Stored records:
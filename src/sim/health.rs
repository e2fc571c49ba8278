//! Collision response and health state machine
//!
//! Falling -> Resting on impact, Resting -> Falling once a frame passes
//! without impacts, anything -> Dead when health runs out. Dead only ends
//! through the run reset in the frame controller.

use glam::Vec2;
use rand::Rng;
use serde::{Deserialize, Serialize};

use super::config::SimConfig;
use super::state::Player;
use crate::consts::MAX_HEALTH;

/// Player health state, derived from the player's flags
#[derive(Debug, Clone, Copy, PartialEq, Eq, Serialize, Deserialize)]
pub enum HealthState {
    Falling,
    Resting,
    Dead,
}

/// What happened during one state machine update
#[derive(Debug, Clone, Copy, PartialEq, Default)]
pub struct HealthEvent {
    /// Impacts drained this frame
    pub impacts: u32,
    /// Total health removed
    pub damage: f32,
    /// Health crossed zero this frame
    pub died: bool,
    /// Left the resting state this frame
    pub resumed_falling: bool,
}

/// Damage for one impact at fall speed `v`
#[inline]
pub fn impact_damage(v: f32, config: &SimConfig) -> f32 {
    50.0 * v / config.terminal_velocity
}

/// Drain pending collisions and apply damage, bounce, death and regeneration
pub fn update_health<R: Rng>(
    player: &mut Player,
    now: f32,
    config: &SimConfig,
    rng: &mut R,
) -> HealthEvent {
    let mut event = HealthEvent::default();
    if player.is_dead() {
        player.collision_count = 0;
        return event;
    }

    // Damage is gated on the state the frame started in, so every impact
    // of a multi-hit frame counts.
    let was_resting = player.resting;
    while player.collision_count > 0 {
        if !was_resting {
            let damage = impact_damage(player.fall_speed, config);
            player.health = (player.health - damage).max(0.0);
            player.hit_jitter = Vec2::new(rng.random_range(-0.5..0.5), rng.random_range(-0.5..0.5));
            event.damage += damage;
        }
        player.fall_speed = player.fall_speed.sqrt();
        player.resting = true;
        player.collision_count -= 1;
        event.impacts += 1;

        if player.health <= 0.0 {
            player.time_of_death = Some(now);
            player.collision_count = 0;
            event.died = true;
            log::info!("Player died at t={:.2}s after {} impact(s)", now, event.impacts);
            return event;
        }
    }

    if event.impacts > 0 {
        return event;
    }

    if player.fall_speed > 0.0 && player.resting {
        player.resting = false;
        player.regen_start = Some(now);
        event.resumed_falling = true;
    }

    let regenerating = !player.resting
        && player
            .regen_start
            .is_some_and(|start| now - start > config.regen_delay);
    if regenerating {
        player.health =
            (player.health + config.regen_rate * (MAX_HEALTH - player.health)).min(MAX_HEALTH);
    }

    event
}

/// Scale of the death marker, once the display delay has passed
pub fn death_visual_scale(player: &Player, now: f32, config: &SimConfig) -> Option<f32> {
    let since = now - player.time_of_death?;
    if since < config.death_display_delay {
        return None;
    }
    let t = (since - config.death_display_delay) / config.death_scale_window;
    Some(t.clamp(0.0, 1.0))
}

/// True once the dead player has waited out the reset delay
pub fn reset_due(player: &Player, now: f32, config: &SimConfig) -> bool {
    player
        .time_of_death
        .is_some_and(|t| now - t > config.reset_delay)
}

#[cfg(test)]
mod tests {
    use super::*;
    use rand::SeedableRng;
    use rand_pcg::Pcg32;

    fn setup() -> (SimConfig, Player, Pcg32) {
        let config = SimConfig::default();
        let player = Player::new(&config);
        (config, player, Pcg32::seed_from_u64(7))
    }

    #[test]
    fn test_terminal_impact_takes_fifty() {
        let (config, mut player, mut rng) = setup();
        player.fall_speed = config.terminal_velocity;
        player.collision_count = 1;
        let event = update_health(&mut player, 1.0, &config, &mut rng);
        assert_eq!(event.impacts, 1);
        assert!((player.health - 50.0).abs() < 1e-4);
        assert!((player.fall_speed - 10.0).abs() < 1e-4);
        assert_eq!(player.health_state(), HealthState::Resting);
        assert!(player.hit_jitter.abs().max_element() <= 0.5);
    }

    #[test]
    fn test_three_impacts_in_one_frame() {
        let (config, mut player, mut rng) = setup();
        player.fall_speed = 100.0;
        player.collision_count = 3;
        let event = update_health(&mut player, 1.0, &config, &mut rng);
        assert_eq!(event.impacts, 3);
        // 50 + 5 + 50·sqrt(10)/100
        let expected = 50.0 + 5.0 + 50.0 * 10f32.sqrt() / 100.0;
        assert!((event.damage - expected).abs() < 1e-3);
        assert!((player.health - (100.0 - expected)).abs() < 1e-3);
        // Three square roots: 100 -> 10 -> 3.162 -> 1.778
        assert!((player.fall_speed - 100f32.powf(0.125)).abs() < 1e-4);
        assert_eq!(player.collision_count, 0);
        assert!(!event.died);
    }

    #[test]
    fn test_death_mid_sequence_stops_damage() {
        let (config, mut player, mut rng) = setup();
        player.health = 52.0;
        player.fall_speed = 100.0;
        player.collision_count = 3;
        let event = update_health(&mut player, 4.0, &config, &mut rng);
        assert!(event.died);
        assert_eq!(event.impacts, 2);
        assert!((event.damage - 55.0).abs() < 1e-3);
        assert_eq!(player.health, 0.0);
        assert_eq!(player.time_of_death, Some(4.0));
        assert_eq!(player.collision_count, 0);
        assert_eq!(player.health_state(), HealthState::Dead);

        // Dead is sticky: more collisions change nothing
        player.collision_count = 2;
        let event = update_health(&mut player, 4.1, &config, &mut rng);
        assert_eq!(event, HealthEvent::default());
        assert_eq!(player.time_of_death, Some(4.0));
    }

    #[test]
    fn test_resting_blocks_damage() {
        let (config, mut player, mut rng) = setup();
        player.resting = true;
        player.fall_speed = 81.0;
        player.collision_count = 1;
        let event = update_health(&mut player, 1.0, &config, &mut rng);
        assert_eq!(event.damage, 0.0);
        assert_eq!(player.health, MAX_HEALTH);
        assert!((player.fall_speed - 9.0).abs() < 1e-5);
    }

    #[test]
    fn test_resume_falling_then_regen() {
        let (config, mut player, mut rng) = setup();
        player.fall_speed = 100.0;
        player.collision_count = 1;
        update_health(&mut player, 1.0, &config, &mut rng);
        let after_hit = player.health;

        // Next frame without impacts: back to falling, regen clock starts
        let event = update_health(&mut player, 1.1, &config, &mut rng);
        assert!(event.resumed_falling);
        assert_eq!(player.regen_start, Some(1.1));
        assert_eq!(player.health, after_hit);

        // Within the delay: no regen yet
        update_health(&mut player, 2.0, &config, &mut rng);
        assert_eq!(player.health, after_hit);

        // After the delay: regen toward 100
        update_health(&mut player, 2.2, &config, &mut rng);
        let expected = after_hit + config.regen_rate * (MAX_HEALTH - after_hit);
        assert!((player.health - expected).abs() < 1e-5);
    }

    #[test]
    fn test_regen_never_exceeds_max() {
        let (config, mut player, mut rng) = setup();
        player.health = 1.0;
        player.regen_start = Some(0.0);
        let mut last = player.health;
        let frames = (MAX_HEALTH / config.regen_rate) as u32;
        for i in 0..frames {
            update_health(&mut player, 2.0 + i as f32 * 0.001, &config, &mut rng);
            assert!(player.health >= last);
            assert!(player.health <= MAX_HEALTH);
            last = player.health;
        }
        assert!(player.health > 99.0);
    }

    #[test]
    fn test_death_visual_and_reset_timing() {
        let (config, mut player, _) = setup();
        assert_eq!(death_visual_scale(&player, 10.0, &config), None);
        assert!(!reset_due(&player, 10.0, &config));

        player.time_of_death = Some(10.0);
        assert_eq!(death_visual_scale(&player, 10.5, &config), None);
        let half = death_visual_scale(&player, 10.0 + config.death_display_delay + 0.5, &config);
        assert!((half.unwrap() - 0.5 * (1.0 / config.death_scale_window)).abs() < 1e-4);
        assert!(!reset_due(&player, 10.0 + config.reset_delay - 0.01, &config));
        assert!(reset_due(&player, 10.0 + config.reset_delay + 0.01, &config));
    }
}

Try it: What lines of the data include the word "super"? Copy each of them.

Exercise answer:
use super::config::SimConfig;
use super::state::Player;
    use super::*;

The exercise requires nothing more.